---------- RECORDS SUPPLIED ----------

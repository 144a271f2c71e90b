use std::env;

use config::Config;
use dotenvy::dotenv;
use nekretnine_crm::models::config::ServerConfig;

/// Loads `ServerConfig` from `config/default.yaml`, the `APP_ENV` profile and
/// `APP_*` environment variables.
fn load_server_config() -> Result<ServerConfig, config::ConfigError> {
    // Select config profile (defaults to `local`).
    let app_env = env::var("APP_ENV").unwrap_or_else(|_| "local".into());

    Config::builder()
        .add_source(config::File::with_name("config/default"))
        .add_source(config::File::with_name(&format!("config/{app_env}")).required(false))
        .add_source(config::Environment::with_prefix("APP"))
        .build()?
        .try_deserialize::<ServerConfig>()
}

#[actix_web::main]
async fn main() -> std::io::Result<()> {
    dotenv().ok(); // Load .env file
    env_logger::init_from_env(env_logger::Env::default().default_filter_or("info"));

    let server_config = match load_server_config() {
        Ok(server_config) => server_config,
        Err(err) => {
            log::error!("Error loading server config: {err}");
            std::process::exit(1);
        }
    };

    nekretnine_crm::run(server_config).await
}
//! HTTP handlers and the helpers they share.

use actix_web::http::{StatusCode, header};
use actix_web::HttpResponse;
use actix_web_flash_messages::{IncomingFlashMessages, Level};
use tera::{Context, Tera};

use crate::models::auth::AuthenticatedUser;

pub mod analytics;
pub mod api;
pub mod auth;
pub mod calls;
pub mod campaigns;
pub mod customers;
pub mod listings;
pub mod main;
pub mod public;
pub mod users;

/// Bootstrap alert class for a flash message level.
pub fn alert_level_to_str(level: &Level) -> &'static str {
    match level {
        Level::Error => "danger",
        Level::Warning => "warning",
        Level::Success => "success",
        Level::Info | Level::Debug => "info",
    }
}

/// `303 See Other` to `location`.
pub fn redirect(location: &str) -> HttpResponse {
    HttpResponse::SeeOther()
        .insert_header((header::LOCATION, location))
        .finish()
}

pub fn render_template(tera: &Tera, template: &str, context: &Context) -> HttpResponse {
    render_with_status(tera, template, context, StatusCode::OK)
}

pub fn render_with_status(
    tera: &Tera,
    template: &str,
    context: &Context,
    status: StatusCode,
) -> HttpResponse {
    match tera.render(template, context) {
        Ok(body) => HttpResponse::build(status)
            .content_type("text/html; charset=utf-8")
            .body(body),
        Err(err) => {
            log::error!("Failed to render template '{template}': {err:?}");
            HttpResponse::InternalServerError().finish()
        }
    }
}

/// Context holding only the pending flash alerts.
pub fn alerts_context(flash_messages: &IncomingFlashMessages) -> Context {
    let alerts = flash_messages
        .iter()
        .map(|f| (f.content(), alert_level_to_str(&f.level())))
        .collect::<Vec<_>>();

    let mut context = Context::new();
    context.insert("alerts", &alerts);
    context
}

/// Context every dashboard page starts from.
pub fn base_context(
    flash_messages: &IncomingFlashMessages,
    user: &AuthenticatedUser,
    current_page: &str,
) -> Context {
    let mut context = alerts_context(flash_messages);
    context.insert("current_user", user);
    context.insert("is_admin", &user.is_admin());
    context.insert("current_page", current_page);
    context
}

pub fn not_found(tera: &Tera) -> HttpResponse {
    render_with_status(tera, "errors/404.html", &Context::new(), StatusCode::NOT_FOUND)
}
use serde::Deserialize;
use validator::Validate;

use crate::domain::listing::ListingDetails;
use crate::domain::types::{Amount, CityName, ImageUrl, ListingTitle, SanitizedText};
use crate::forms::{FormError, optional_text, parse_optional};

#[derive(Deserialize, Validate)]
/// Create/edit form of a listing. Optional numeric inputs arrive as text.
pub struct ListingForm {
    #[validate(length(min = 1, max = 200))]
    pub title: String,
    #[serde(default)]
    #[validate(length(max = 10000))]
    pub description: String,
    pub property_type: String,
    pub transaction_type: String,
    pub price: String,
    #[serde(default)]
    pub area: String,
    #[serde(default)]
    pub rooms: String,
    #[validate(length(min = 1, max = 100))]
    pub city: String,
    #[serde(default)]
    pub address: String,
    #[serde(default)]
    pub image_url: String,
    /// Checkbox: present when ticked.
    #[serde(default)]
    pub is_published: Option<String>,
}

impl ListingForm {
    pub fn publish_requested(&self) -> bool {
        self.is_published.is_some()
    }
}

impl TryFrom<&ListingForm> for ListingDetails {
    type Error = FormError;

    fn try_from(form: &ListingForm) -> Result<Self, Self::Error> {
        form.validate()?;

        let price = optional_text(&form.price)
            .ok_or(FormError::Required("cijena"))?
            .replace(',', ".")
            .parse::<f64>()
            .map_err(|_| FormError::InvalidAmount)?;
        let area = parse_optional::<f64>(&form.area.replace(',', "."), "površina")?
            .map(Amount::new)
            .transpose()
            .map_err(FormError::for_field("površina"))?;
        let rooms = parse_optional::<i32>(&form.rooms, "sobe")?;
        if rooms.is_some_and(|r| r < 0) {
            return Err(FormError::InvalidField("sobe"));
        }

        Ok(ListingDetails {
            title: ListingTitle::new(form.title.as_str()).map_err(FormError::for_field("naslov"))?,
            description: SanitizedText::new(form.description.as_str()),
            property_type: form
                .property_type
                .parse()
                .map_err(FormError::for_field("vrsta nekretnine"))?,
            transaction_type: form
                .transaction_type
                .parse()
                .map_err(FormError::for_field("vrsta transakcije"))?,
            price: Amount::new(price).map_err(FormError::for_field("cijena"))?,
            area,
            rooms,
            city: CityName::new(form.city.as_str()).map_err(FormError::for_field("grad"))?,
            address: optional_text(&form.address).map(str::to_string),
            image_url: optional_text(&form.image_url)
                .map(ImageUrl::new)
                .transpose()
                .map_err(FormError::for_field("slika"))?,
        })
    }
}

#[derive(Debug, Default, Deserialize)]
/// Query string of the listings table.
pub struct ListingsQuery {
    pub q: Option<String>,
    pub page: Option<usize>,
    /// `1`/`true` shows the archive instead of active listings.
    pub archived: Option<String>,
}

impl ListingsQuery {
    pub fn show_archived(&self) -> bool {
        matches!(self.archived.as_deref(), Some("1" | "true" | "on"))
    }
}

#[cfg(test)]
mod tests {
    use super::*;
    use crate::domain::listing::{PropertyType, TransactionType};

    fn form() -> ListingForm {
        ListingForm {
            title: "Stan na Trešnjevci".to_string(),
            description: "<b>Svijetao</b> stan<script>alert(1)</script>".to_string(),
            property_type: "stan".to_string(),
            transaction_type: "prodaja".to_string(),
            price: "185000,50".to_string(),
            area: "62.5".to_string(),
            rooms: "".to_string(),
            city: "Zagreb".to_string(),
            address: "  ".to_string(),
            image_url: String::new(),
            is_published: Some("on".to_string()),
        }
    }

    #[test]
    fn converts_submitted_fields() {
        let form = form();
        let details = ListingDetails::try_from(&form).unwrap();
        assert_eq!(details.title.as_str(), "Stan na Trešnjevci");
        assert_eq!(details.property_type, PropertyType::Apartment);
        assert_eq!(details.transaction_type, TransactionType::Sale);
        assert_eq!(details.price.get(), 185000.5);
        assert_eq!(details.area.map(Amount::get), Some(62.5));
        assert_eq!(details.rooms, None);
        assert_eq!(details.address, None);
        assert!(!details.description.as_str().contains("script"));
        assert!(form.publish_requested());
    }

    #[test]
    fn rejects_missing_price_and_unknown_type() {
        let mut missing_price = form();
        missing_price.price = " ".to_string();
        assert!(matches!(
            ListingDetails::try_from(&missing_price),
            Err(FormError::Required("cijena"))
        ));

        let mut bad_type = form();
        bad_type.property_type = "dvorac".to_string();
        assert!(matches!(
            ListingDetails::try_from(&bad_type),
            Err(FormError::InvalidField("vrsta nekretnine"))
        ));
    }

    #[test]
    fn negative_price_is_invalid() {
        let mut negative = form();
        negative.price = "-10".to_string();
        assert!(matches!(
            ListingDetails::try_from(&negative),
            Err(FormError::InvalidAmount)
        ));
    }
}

----------

## WORK REQUIRED
Restate verbatim all lines from the start of the data through the line containing "#[actix_web::main]", with both ends kept.

## WRITTEN REPLY
repository 144a271f2c71e90b
use std::env;

use config::Config;
use dotenvy::dotenv;
use nekretnine_crm::models::config::ServerConfig;

/// Loads `ServerConfig` from `config/default.yaml`, the `APP_ENV` profile and
/// `APP_*` environment variables.
fn load_server_config() -> Result<ServerConfig, config::ConfigError> {
    // Select config profile (defaults to `local`).
    let app_env = env::var("APP_ENV").unwrap_or_else(|_| "local".into());

    Config::builder()
        .add_source(config::File::with_name("config/default"))
        .add_source(config::File::with_name(&format!("config/{app_env}")).required(false))
        .add_source(config::Environment::with_prefix("APP"))
        .build()?
        .try_deserialize::<ServerConfig>()
}

#[actix_web::main]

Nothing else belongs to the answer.